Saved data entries
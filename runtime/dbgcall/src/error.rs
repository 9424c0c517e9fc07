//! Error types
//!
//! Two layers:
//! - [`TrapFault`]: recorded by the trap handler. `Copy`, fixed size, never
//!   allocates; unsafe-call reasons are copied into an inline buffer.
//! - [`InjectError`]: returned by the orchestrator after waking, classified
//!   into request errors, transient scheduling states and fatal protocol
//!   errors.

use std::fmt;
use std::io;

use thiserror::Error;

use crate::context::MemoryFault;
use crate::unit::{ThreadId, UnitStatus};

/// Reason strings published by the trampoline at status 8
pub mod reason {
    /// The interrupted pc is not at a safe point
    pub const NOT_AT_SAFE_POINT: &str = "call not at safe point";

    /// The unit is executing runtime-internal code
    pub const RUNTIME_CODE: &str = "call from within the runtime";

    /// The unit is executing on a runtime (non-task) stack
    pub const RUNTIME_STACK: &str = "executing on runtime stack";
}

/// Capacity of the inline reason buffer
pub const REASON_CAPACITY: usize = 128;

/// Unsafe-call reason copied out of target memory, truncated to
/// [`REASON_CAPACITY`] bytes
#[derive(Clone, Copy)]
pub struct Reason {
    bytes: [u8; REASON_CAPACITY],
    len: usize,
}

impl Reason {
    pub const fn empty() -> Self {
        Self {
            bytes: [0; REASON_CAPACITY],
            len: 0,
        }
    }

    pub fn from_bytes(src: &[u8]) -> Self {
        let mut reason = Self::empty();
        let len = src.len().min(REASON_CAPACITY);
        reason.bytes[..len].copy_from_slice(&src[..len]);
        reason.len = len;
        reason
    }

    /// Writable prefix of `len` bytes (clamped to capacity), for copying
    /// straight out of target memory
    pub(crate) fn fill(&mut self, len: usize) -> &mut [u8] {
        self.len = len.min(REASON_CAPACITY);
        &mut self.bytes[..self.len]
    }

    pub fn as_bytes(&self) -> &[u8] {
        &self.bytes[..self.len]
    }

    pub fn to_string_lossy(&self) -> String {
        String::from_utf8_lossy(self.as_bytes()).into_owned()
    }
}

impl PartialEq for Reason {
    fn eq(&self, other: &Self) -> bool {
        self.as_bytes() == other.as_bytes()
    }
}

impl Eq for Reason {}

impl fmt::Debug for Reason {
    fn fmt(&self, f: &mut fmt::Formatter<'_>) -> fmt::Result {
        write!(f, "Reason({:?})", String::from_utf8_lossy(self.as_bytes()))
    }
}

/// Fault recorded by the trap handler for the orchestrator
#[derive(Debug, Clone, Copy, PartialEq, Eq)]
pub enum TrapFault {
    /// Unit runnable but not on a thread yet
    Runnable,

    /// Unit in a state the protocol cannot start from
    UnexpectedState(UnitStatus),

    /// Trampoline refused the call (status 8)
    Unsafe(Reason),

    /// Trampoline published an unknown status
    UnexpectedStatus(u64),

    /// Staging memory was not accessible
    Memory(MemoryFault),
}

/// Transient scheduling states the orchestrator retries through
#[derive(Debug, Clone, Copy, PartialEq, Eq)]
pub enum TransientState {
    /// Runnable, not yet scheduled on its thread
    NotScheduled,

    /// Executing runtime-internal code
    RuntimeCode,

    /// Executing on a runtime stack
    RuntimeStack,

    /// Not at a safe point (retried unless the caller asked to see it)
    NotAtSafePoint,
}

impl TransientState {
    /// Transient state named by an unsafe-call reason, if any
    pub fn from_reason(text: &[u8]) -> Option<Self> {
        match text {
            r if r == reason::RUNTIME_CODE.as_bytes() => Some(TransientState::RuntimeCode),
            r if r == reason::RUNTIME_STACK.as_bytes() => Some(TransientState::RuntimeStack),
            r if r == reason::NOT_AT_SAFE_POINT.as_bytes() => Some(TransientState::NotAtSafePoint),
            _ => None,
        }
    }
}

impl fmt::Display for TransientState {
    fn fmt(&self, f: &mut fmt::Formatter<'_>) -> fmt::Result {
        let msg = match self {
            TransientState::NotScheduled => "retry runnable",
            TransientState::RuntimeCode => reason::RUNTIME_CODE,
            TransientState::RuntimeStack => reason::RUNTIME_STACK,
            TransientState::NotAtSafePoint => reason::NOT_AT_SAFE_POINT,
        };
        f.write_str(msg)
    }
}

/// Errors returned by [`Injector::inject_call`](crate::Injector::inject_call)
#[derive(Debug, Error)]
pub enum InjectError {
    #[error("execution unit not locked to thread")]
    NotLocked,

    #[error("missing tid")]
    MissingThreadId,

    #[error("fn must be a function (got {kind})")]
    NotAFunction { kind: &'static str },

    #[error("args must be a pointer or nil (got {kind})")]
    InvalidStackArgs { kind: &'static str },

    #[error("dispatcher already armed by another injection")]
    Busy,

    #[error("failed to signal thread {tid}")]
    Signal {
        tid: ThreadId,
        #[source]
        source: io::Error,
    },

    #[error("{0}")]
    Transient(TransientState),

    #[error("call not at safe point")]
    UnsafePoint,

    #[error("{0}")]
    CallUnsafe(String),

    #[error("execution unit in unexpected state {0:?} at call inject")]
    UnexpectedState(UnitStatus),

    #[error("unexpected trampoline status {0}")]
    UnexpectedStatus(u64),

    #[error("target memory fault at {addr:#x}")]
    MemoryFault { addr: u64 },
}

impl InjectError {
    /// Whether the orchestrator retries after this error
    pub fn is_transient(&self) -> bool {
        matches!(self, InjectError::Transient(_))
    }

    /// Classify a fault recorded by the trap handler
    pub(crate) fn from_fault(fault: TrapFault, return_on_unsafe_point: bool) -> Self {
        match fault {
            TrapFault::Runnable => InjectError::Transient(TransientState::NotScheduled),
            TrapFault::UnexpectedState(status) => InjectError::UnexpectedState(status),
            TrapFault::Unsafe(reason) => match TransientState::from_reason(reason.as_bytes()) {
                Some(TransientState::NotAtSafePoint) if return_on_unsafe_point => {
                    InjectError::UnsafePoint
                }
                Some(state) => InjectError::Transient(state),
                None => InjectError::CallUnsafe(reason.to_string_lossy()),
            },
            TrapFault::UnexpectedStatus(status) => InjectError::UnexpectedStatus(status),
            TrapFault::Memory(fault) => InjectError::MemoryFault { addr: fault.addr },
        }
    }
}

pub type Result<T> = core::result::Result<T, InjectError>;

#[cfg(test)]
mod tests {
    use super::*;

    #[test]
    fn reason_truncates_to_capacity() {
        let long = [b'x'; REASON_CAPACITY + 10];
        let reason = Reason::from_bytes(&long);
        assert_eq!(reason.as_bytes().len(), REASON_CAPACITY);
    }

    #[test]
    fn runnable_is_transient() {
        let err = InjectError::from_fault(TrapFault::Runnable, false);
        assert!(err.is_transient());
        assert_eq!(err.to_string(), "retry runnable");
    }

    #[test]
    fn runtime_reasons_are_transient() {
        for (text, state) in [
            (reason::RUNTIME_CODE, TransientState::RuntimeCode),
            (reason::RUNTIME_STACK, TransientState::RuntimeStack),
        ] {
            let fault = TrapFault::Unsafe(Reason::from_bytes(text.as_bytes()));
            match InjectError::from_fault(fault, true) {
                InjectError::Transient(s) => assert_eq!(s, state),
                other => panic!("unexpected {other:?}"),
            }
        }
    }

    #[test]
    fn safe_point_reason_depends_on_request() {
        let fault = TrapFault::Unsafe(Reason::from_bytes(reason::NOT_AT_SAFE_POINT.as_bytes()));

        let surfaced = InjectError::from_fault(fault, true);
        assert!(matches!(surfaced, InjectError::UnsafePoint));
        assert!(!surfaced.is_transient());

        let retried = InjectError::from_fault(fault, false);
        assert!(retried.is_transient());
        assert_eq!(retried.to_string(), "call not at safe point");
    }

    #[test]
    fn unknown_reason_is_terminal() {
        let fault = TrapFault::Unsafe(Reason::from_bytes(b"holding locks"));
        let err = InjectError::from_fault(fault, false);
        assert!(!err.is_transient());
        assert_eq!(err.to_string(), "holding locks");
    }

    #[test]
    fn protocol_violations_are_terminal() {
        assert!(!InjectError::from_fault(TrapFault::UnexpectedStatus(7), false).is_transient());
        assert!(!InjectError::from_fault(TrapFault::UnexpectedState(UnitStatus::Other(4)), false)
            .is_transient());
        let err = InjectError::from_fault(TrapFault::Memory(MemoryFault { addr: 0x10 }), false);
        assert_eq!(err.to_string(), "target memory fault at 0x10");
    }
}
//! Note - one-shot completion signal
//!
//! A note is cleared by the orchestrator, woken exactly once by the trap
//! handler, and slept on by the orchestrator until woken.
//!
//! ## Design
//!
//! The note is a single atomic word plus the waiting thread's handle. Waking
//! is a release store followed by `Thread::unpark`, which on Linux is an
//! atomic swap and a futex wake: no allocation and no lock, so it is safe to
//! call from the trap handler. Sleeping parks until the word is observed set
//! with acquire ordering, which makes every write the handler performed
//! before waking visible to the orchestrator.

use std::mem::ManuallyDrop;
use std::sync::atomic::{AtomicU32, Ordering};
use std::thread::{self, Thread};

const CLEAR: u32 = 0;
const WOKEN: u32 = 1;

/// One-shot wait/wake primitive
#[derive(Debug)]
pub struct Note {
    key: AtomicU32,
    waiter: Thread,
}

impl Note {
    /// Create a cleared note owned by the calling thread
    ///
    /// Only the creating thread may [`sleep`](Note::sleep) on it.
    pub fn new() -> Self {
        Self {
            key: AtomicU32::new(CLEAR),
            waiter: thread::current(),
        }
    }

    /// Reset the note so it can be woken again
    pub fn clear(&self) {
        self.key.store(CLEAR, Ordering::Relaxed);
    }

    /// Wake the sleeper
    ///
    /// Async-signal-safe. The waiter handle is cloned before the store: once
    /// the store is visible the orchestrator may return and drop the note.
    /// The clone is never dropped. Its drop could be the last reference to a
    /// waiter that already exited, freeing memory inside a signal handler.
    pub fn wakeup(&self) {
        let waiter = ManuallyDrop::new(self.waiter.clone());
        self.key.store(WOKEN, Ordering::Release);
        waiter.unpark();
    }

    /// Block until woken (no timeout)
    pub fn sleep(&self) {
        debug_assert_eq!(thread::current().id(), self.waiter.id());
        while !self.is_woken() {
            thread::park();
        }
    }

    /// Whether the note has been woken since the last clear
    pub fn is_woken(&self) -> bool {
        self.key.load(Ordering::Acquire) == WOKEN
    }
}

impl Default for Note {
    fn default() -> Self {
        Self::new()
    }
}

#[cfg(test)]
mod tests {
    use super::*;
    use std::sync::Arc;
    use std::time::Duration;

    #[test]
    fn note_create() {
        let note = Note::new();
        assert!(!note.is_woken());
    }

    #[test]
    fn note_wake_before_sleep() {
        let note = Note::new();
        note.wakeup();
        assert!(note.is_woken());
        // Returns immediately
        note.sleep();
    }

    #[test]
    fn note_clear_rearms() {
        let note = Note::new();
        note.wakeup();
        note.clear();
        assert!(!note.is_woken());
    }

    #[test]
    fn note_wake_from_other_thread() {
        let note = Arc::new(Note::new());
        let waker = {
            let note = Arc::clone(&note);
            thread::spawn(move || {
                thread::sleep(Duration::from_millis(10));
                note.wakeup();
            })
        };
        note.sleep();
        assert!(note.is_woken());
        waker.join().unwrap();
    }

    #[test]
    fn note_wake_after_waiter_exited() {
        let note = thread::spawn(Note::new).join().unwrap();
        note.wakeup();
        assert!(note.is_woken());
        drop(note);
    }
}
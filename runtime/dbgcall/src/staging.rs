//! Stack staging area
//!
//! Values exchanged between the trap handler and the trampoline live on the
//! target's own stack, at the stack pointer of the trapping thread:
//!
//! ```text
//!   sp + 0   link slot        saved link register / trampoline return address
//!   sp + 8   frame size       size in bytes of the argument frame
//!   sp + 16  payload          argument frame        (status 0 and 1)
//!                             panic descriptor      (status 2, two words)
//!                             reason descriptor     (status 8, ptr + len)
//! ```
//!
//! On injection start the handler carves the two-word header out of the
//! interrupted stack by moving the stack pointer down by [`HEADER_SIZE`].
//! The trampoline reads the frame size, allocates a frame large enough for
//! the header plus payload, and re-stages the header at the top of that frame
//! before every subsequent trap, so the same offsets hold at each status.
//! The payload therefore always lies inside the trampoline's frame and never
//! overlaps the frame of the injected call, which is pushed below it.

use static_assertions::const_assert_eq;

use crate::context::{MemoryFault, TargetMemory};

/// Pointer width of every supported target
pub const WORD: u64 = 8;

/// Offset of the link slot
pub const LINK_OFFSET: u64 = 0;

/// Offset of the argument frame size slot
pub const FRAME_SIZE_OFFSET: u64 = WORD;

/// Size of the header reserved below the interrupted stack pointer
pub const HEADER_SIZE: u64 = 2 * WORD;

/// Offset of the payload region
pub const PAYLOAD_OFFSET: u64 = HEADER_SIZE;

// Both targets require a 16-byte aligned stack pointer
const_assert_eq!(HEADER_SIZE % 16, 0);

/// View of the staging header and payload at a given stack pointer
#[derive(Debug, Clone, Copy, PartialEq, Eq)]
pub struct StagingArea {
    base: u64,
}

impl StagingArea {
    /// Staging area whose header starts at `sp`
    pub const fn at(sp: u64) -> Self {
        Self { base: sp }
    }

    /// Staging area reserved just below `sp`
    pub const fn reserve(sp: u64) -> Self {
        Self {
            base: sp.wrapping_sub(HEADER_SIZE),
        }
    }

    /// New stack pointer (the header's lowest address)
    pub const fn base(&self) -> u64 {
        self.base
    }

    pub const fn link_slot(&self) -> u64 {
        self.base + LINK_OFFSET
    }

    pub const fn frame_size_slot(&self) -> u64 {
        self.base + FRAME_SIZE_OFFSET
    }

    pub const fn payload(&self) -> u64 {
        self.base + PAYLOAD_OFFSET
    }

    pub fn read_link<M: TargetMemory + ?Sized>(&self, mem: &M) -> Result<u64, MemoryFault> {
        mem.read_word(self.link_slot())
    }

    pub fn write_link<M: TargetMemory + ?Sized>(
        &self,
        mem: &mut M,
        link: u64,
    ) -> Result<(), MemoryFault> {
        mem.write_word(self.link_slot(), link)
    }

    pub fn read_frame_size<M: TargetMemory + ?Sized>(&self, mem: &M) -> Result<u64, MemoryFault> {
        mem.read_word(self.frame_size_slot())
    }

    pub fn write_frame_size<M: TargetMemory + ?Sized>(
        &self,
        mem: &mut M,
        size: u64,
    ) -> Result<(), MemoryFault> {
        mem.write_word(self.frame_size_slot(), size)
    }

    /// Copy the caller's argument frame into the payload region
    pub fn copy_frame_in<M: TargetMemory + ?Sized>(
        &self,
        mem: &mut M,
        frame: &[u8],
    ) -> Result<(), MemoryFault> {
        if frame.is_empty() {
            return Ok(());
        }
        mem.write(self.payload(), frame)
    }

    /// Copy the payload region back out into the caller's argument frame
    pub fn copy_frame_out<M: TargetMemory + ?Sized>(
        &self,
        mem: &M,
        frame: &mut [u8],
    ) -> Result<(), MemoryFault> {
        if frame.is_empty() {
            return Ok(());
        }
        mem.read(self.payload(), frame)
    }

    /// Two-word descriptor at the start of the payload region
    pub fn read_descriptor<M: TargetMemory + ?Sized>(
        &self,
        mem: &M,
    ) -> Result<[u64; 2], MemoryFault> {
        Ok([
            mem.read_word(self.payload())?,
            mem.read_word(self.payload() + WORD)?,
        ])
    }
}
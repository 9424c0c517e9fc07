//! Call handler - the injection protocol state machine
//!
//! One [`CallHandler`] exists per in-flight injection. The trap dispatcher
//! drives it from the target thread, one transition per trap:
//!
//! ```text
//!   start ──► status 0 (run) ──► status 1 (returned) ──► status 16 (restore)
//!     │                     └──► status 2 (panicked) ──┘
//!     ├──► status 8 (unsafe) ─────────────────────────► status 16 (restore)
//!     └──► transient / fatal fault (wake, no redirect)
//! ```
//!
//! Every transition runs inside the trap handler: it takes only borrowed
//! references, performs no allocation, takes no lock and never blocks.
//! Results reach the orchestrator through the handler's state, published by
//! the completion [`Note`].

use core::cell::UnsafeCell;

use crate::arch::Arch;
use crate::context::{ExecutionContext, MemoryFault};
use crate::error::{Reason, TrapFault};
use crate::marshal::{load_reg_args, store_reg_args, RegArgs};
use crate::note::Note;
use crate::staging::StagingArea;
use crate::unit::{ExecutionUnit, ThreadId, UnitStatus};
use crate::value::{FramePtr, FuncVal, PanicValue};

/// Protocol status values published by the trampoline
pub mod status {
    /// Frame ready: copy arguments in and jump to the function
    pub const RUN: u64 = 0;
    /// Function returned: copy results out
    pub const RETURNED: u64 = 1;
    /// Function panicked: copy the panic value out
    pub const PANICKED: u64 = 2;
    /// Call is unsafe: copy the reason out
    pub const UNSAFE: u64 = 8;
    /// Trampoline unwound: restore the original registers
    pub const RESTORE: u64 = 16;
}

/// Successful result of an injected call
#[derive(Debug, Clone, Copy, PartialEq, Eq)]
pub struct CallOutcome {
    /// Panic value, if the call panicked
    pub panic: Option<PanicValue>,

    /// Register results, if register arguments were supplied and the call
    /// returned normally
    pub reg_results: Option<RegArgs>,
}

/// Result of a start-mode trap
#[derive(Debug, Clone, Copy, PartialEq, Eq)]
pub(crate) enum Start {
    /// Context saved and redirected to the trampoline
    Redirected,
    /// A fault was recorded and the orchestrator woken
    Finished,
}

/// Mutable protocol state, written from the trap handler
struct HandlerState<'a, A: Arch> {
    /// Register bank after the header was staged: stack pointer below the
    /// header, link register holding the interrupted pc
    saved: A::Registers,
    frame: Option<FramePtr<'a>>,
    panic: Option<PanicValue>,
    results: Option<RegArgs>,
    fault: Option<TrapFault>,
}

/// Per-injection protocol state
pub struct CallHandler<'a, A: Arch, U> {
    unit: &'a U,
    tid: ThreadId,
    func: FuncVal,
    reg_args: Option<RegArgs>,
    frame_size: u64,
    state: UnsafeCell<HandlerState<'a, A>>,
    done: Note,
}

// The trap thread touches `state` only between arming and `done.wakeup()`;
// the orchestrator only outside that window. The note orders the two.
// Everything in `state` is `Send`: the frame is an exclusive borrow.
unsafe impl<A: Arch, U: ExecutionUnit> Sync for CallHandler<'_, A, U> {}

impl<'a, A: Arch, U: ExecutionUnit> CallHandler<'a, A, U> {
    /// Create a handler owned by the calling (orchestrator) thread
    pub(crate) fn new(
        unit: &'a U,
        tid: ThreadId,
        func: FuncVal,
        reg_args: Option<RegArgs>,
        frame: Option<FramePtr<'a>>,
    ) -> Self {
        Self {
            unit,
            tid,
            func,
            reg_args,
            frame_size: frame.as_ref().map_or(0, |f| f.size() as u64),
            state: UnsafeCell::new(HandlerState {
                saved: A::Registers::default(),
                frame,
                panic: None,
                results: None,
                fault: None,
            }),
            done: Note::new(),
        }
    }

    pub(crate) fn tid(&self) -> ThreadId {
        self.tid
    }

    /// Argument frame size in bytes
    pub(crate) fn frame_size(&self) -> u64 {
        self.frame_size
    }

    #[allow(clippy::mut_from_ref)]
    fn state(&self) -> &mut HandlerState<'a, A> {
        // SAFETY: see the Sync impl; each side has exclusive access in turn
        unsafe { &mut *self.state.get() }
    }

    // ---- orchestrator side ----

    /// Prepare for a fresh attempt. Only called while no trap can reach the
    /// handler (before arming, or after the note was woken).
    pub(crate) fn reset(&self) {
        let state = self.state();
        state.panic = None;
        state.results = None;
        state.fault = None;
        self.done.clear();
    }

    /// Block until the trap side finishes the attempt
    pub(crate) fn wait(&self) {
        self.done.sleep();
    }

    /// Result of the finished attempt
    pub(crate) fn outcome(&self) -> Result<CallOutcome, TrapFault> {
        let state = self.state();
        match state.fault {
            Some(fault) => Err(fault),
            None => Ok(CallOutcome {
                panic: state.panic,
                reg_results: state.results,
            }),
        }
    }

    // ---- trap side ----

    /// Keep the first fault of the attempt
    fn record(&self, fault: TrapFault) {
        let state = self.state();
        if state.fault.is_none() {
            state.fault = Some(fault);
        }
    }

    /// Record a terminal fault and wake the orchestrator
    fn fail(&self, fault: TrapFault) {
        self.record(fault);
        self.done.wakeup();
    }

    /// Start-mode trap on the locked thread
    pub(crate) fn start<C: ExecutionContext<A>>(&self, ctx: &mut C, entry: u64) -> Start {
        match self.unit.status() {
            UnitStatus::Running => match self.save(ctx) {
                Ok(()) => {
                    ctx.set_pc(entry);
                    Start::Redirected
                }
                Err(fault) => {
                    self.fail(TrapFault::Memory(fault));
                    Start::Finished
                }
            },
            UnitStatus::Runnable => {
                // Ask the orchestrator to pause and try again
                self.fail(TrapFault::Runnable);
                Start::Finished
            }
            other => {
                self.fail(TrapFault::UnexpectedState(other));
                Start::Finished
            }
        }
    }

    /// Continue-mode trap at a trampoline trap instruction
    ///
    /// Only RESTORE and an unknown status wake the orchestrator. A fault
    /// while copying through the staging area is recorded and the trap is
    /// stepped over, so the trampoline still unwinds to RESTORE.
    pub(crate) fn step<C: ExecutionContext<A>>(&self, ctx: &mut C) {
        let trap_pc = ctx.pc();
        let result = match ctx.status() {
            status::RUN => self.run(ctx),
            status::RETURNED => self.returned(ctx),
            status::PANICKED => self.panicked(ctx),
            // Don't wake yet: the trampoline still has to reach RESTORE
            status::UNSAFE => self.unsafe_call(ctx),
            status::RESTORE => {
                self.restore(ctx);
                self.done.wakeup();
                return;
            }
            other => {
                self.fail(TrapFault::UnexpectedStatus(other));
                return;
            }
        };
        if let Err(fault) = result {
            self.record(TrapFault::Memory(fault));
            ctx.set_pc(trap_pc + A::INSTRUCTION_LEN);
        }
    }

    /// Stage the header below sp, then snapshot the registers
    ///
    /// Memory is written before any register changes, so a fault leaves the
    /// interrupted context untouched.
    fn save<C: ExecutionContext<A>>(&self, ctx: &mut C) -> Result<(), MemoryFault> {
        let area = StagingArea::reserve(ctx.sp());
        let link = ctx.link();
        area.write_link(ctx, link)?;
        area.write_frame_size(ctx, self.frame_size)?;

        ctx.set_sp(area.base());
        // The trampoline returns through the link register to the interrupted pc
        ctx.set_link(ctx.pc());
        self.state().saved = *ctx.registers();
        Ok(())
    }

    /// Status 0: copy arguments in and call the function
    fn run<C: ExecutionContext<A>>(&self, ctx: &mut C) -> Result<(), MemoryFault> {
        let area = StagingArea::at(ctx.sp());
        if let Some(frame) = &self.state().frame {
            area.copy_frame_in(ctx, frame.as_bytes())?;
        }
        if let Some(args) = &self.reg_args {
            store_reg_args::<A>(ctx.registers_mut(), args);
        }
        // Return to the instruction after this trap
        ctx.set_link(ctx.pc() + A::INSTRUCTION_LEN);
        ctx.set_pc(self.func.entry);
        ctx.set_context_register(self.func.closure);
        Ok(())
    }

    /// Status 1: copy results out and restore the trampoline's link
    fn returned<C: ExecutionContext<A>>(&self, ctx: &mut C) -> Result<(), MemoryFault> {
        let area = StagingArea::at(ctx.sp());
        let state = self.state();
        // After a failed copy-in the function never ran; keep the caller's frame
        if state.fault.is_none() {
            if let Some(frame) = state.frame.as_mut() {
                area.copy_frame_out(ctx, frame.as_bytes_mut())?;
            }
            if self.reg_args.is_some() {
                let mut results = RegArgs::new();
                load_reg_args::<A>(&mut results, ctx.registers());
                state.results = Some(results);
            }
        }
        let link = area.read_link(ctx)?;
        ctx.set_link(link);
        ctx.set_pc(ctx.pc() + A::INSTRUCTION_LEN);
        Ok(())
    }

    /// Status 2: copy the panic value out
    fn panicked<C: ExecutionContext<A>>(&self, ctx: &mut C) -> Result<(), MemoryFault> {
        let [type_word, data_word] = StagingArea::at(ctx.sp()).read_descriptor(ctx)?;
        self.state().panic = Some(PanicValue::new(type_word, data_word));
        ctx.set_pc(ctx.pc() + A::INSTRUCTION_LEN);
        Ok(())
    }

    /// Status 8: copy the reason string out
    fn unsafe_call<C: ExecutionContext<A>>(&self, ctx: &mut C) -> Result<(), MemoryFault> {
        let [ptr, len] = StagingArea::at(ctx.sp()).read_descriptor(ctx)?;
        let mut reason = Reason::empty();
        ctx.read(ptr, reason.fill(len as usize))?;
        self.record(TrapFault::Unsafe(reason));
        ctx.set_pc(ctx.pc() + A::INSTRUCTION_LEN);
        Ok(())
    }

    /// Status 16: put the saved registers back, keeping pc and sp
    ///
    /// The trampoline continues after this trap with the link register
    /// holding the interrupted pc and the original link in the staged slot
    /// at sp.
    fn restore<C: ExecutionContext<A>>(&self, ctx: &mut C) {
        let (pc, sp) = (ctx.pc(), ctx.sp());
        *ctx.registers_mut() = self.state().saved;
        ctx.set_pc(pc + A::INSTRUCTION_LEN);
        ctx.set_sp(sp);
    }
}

» What this task involves
Take each line above that holds the string "address" and copy it.

» Written answer
//!   sp + 0   link slot        saved link register / trampoline return address
    /// New stack pointer (the header's lowest address)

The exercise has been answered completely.